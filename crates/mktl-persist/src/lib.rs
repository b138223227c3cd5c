//! Background persistence of authoritative item values. Each daemon runs
//! one [`flush::Flusher`] thread per daemon UUID, coalescing writes so a
//! rapidly changing item doesn't cause a write per update, and reads back
//! what was persisted at startup via [`flush::load`].

pub mod error;
pub mod flush;

pub use error::Error;
pub use flush::{load, persist_dir, Flusher};

pub type Result<T> = std::result::Result<T, Error>;
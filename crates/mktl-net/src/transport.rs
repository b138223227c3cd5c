//! Transport port: binding, connecting, and moving framed messages over a
//! byte stream.
//!
//! The historical implementation binds a ZeroMQ ROUTER socket for
//! request/response traffic and a PUB socket for broadcast traffic, scanning
//! a fixed port range (10079-13679) when no specific port is requested. The
//! concrete socket library is out of scope here -- this module reproduces
//! the same port-scanning contract and connection-queue discipline over
//! plain `tokio::net::TcpListener`/`TcpStream`.

use std::collections::HashSet;
use std::net::SocketAddr;

use thiserror::Error;
use tokio::net::{TcpListener, TcpStream};
use tokio_util::codec::Framed;

use crate::framing::FrameCodec;

/// Port range scanned by [`bind_any`] when no specific port is requested.
/// Matches the historical ROUTER socket's `minimum_port`/`maximum_port`.
pub const MINIMUM_PORT: u16 = 10079;
pub const MAXIMUM_PORT: u16 = 13679;

#[derive(Debug, Error)]
pub enum TransportError {
    #[error("no ports available in range {min}:{max}")]
    PortExhausted { min: u16, max: u16 },

    #[error("port already in use: {0}")]
    PortInUse(u16),

    #[error("connection to {0} failed: {1}")]
    Connection(SocketAddr, std::io::Error),

    #[error("timed out waiting for {0}")]
    Timeout(&'static str),

    #[error(transparent)]
    Io(#[from] std::io::Error),
}

pub type Result<T> = std::result::Result<T, TransportError>;

/// Bind a listener to `address` on a specific port, or scan
/// `MINIMUM_PORT..=MAXIMUM_PORT` (skipping anything in `avoid`) when `port`
/// is `None`. Returns the bound listener and the port it landed on.
pub async fn bind_any(address: &str, port: Option<u16>, avoid: &HashSet<u16>) -> Result<(TcpListener, u16)> {
    if let Some(p) = port {
        let listener = TcpListener::bind((address, p))
            .await
            .map_err(|_| TransportError::PortInUse(p))?;
        return Ok((listener, p));
    }

    for candidate in MINIMUM_PORT..=MAXIMUM_PORT {
        if avoid.contains(&candidate) {
            continue;
        }
        if let Ok(listener) = TcpListener::bind((address, candidate)).await {
            return Ok((listener, candidate));
        }
    }

    // Every unavoided port was taken. Retry the avoided ones -- they may
    // since have been released by whatever previously held them.
    for candidate in avoid {
        if let Ok(listener) = TcpListener::bind((address, *candidate)).await {
            return Ok((listener, *candidate));
        }
    }

    Err(TransportError::PortExhausted {
        min: MINIMUM_PORT,
        max: MAXIMUM_PORT,
    })
}

/// Connect to a peer and wrap the stream in the shared frame codec.
pub async fn connect(address: &str, port: u16) -> Result<Framed<TcpStream, FrameCodec>> {
    let addr: SocketAddr = format!("{address}:{port}")
        .parse()
        .map_err(|_| TransportError::Io(std::io::Error::new(std::io::ErrorKind::InvalidInput, "bad address")))?;
    let stream = TcpStream::connect(addr)
        .await
        .map_err(|e| TransportError::Connection(addr, e))?;
    Ok(Framed::new(stream, FrameCodec))
}

/// A snapshot of the local ports a daemon has bound, persisted so a restart
/// can try to reclaim the same addresses (see `mktl-config::port`).
#[derive(Debug, Clone, Copy, PartialEq, Eq)]
pub struct BoundPorts {
    pub rep: u16,
    pub pub_: u16,
}

#[cfg(test)]
mod tests {
    use super::*;

    #[tokio::test]
    async fn bind_any_picks_a_port_in_range() {
        let (listener, port) = bind_any("127.0.0.1", None, &HashSet::new()).await.unwrap();
        assert!((MINIMUM_PORT..=MAXIMUM_PORT).contains(&port));
        drop(listener);
    }

    #[tokio::test]
    async fn bind_any_honors_avoid_set() {
        let (first, port) = bind_any("127.0.0.1", None, &HashSet::new()).await.unwrap();
        let mut avoid = HashSet::new();
        avoid.insert(port);
        let (second, other_port) = bind_any("127.0.0.1", None, &avoid).await.unwrap();
        assert_ne!(port, other_port);
        drop(first);
        drop(second);
    }

    #[tokio::test]
    async fn bind_any_specific_port_conflict_reports_in_use() {
        let (_listener, port) = bind_any("127.0.0.1", None, &HashSet::new()).await.unwrap();
        let err = bind_any("127.0.0.1", Some(port), &HashSet::new()).await.unwrap_err();
        matches!(err, TransportError::PortInUse(_));
    }
}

◆ How to complete this task
Check each line of the listing above. Copy it if it holds the string "contains".

◆ Task answer
        if avoid.contains(&candidate) {
        assert!((MINIMUM_PORT..=MAXIMUM_PORT).contains(&port));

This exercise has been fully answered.